» **Stored entries**
────────

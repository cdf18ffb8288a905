//! Create `setting` table.
//!
//! Key/value rows keyed by a fixed marker such as `mealRate`.
use sea_orm_migration::{prelude::*, schema::*};

#[derive(DeriveMigrationName)]
pub struct Migration;

#[async_trait::async_trait]
impl MigrationTrait for Migration {
    async fn up(&self, manager: &SchemaManager) -> Result<(), DbErr> {
        manager
            .create_table(
                Table::create()
                    .table(Setting::Table)
                    .if_not_exists()
                    .col(string_len(Setting::Key, 64).primary_key())
                    .col(double(Setting::Value).not_null())
                    .col(timestamp_with_time_zone(Setting::UpdatedAt).not_null())
                    .to_owned(),
            )
            .await
    }

    async fn down(&self, manager: &SchemaManager) -> Result<(), DbErr> {
        manager.drop_table(Table::drop().table(Setting::Table).to_owned()).await
    }
}

#[derive(DeriveIden)]
enum Setting { Table, Key, Value, UpdatedAt }
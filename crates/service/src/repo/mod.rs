pub mod seaorm;

pub use seaorm::SeaOrmRepository;
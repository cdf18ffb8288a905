use std::collections::{BTreeMap, BTreeSet, HashMap, HashSet};
use std::sync::Arc;

use chrono::{Datelike, NaiveDate};
use tracing::{debug, info, instrument};
use uuid::Uuid;

use models::meal::{validate_guest_meals, NewMeal};
use models::member::{validate_address, validate_name};

use crate::domain::{DateGroup, MealDraft, MealEntry, Member, MonthlyMemberSummary};
use crate::errors::ServiceError;
use crate::period::{Clock, Period};
use crate::repository::{MealRepository, MemberRepository};

/// Meal ledger: daily submissions, period views and monthly summaries.
pub struct MealService<R: MealRepository + MemberRepository + ?Sized> {
    repo: Arc<R>,
    clock: Arc<dyn Clock>,
}

impl<R: MealRepository + MemberRepository + ?Sized> MealService<R> {
    pub fn new(repo: Arc<R>, clock: Arc<dyn Clock>) -> Self { Self { repo, clock } }

    /// Record today's meals for a batch of members.
    ///
    /// Members that already have an entry today are skipped; when nobody is
    /// left the call fails with [`ServiceError::AlreadyRecorded`]. Each row
    /// goes through an insert-if-absent on `(member_id, date)`, so concurrent
    /// submissions for the same member store one entry.
    ///
    /// # Examples
    /// ```
    /// use service::{MealService, repository::mock::InMemoryRepository, period::SystemClock};
    /// use service::domain::MealDraft;
    /// use std::sync::Arc;
    /// let svc = MealService::new(Arc::new(InMemoryRepository::default()), Arc::new(SystemClock));
    /// let draft = MealDraft { member_id: uuid::Uuid::new_v4(), member_name: None, member_address: None, guest_meals: None };
    /// let added = tokio_test::block_on(svc.add_meals(vec![draft.clone()])).unwrap();
    /// assert_eq!(added[0].guest_meals, 0);
    /// assert!(tokio_test::block_on(svc.add_meals(vec![draft])).is_err());
    /// ```
    #[instrument(skip(self, batch), fields(batch_len = batch.len()))]
    pub async fn add_meals(&self, batch: Vec<MealDraft>) -> Result<Vec<MealEntry>, ServiceError> {
        if batch.is_empty() {
            return Err(ServiceError::Validation("meal batch is empty".into()));
        }
        let today = self.clock.today();

        let mut seen = HashSet::new();
        let mut drafts = Vec::with_capacity(batch.len());
        for draft in batch {
            let meal = Self::prepare(draft, today)?;
            if seen.insert(meal.member_id) {
                drafts.push(meal);
            }
        }

        let ids: Vec<Uuid> = drafts.iter().map(|m| m.member_id).collect();
        let recorded: HashSet<Uuid> = self.repo.recorded_member_ids(&ids, today).await?.into_iter().collect();
        let pending: Vec<NewMeal> = drafts.into_iter().filter(|m| !recorded.contains(&m.member_id)).collect();
        if pending.is_empty() {
            debug!(%today, "all members already recorded");
            return Err(ServiceError::AlreadyRecorded);
        }

        let mut added = Vec::with_capacity(pending.len());
        for meal in pending {
            let member_id = meal.member_id;
            match self.repo.insert_meal_if_absent(meal).await? {
                Some(entry) => added.push(entry),
                None => debug!(%member_id, %today, "entry recorded concurrently; skipped"),
            }
        }
        if added.is_empty() {
            return Err(ServiceError::AlreadyRecorded);
        }
        info!(count = added.len(), skipped = recorded.len(), %today, "meals_added");
        Ok(added)
    }

    fn prepare(draft: MealDraft, today: NaiveDate) -> Result<NewMeal, ServiceError> {
        let guest_meals = draft.guest_meals.unwrap_or(0);
        validate_guest_meals(guest_meals)?;
        let member_name = non_blank(draft.member_name);
        let member_address = non_blank(draft.member_address);
        if let Some(name) = &member_name {
            validate_name(name)?;
        }
        if let Some(address) = &member_address {
            validate_address(address)?;
        }
        Ok(NewMeal { member_id: draft.member_id, member_name, member_address, meal_date: today, guest_meals })
    }

    /// Every entry, one group per date, oldest first.
    pub async fn list_grouped_by_date(&self) -> Result<Vec<DateGroup>, ServiceError> {
        let entries = self.repo.list_meals(None).await?;
        Ok(group_by_date(entries))
    }

    pub async fn list_for(&self, period: Period) -> Result<Vec<MealEntry>, ServiceError> {
        let range = period.range(self.clock.today());
        self.repo.list_meals(Some(range)).await
    }

    pub async fn list_meals_today(&self) -> Result<Vec<MealEntry>, ServiceError> { self.list_for(Period::Today).await }

    pub async fn list_meals_this_week(&self) -> Result<Vec<MealEntry>, ServiceError> { self.list_for(Period::Week).await }

    pub async fn list_meals_this_month(&self) -> Result<Vec<MealEntry>, ServiceError> { self.list_for(Period::Month).await }

    pub async fn sum_guest_meals_for(&self, period: Period) -> Result<i64, ServiceError> {
        let range = period.range(self.clock.today());
        self.repo.sum_guest_meals(range).await
    }

    pub async fn sum_guest_meals_today(&self) -> Result<i64, ServiceError> { self.sum_guest_meals_for(Period::Today).await }

    pub async fn sum_guest_meals_this_week(&self) -> Result<i64, ServiceError> { self.sum_guest_meals_for(Period::Week).await }

    pub async fn sum_guest_meals_this_month(&self) -> Result<i64, ServiceError> { self.sum_guest_meals_for(Period::Month).await }

    /// Per-member, per-month totals joined to the current registry.
    pub async fn monthly_by_member(&self) -> Result<Vec<MonthlyMemberSummary>, ServiceError> {
        let entries = self.repo.list_meals(None).await?;
        let members = self.repo.list_members().await?;
        Ok(summarize_monthly(&entries, &members))
    }
}

fn non_blank(value: Option<String>) -> Option<String> {
    value.map(|s| s.trim().to_string()).filter(|s| !s.is_empty())
}

/// Group entries by date; groups ascend by date and keep input order inside.
pub fn group_by_date(entries: Vec<MealEntry>) -> Vec<DateGroup> {
    let mut by_date: BTreeMap<NaiveDate, Vec<MealEntry>> = BTreeMap::new();
    for entry in entries {
        by_date.entry(entry.meal_date).or_default().push(entry);
    }
    by_date
        .into_iter()
        .map(|(date, meals)| DateGroup { date, total_meals: meals.len(), meals })
        .collect()
}

#[derive(Default)]
struct MonthAcc {
    total_meals: u64,
    total_guest_meals: i64,
    dates: BTreeSet<NaiveDate>,
}

/// Sum entries per `(member, year, month)` and attach the member's current
/// name. Groups whose member no longer exists are dropped. Sorted by year and
/// month descending, then member name ascending.
pub fn summarize_monthly(entries: &[MealEntry], members: &[Member]) -> Vec<MonthlyMemberSummary> {
    let mut groups: HashMap<(Uuid, i32, u32), MonthAcc> = HashMap::new();
    for e in entries {
        let acc = groups.entry((e.member_id, e.meal_date.year(), e.meal_date.month())).or_default();
        acc.total_meals += 1;
        acc.total_guest_meals += i64::from(e.guest_meals);
        acc.dates.insert(e.meal_date);
    }

    let names: HashMap<Uuid, &str> = members.iter().map(|m| (m.id, m.name.as_str())).collect();
    let mut out: Vec<MonthlyMemberSummary> = groups
        .into_iter()
        .filter_map(|((member_id, year, month), acc)| {
            let name = names.get(&member_id)?;
            Some(MonthlyMemberSummary {
                member_id,
                member_name: (*name).to_string(),
                year,
                month,
                total_meals: acc.total_meals,
                total_guest_meals: acc.total_guest_meals,
                meal_dates: acc.dates.into_iter().collect(),
            })
        })
        .collect();

    out.sort_by(|a, b| {
        b.year
            .cmp(&a.year)
            .then(b.month.cmp(&a.month))
            .then_with(|| a.member_name.cmp(&b.member_name))
            .then_with(|| a.member_id.cmp(&b.member_id))
    });
    out
}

────────

» **WHAT IS EXPECTED**
Copy the lines above exactly, from the very first through the one containing "async fn down(&self, manager: &SchemaManager)", and include no other line.

» **FINISHED TASK**
repository cdf18ffb8288a905
//! Create `setting` table.
//!
//! Key/value rows keyed by a fixed marker such as `mealRate`.
use sea_orm_migration::{prelude::*, schema::*};

#[derive(DeriveMigrationName)]
pub struct Migration;

#[async_trait::async_trait]
impl MigrationTrait for Migration {
    async fn up(&self, manager: &SchemaManager) -> Result<(), DbErr> {
        manager
            .create_table(
                Table::create()
                    .table(Setting::Table)
                    .if_not_exists()
                    .col(string_len(Setting::Key, 64).primary_key())
                    .col(double(Setting::Value).not_null())
                    .col(timestamp_with_time_zone(Setting::UpdatedAt).not_null())
                    .to_owned(),
            )
            .await
    }

    async fn down(&self, manager: &SchemaManager) -> Result<(), DbErr> {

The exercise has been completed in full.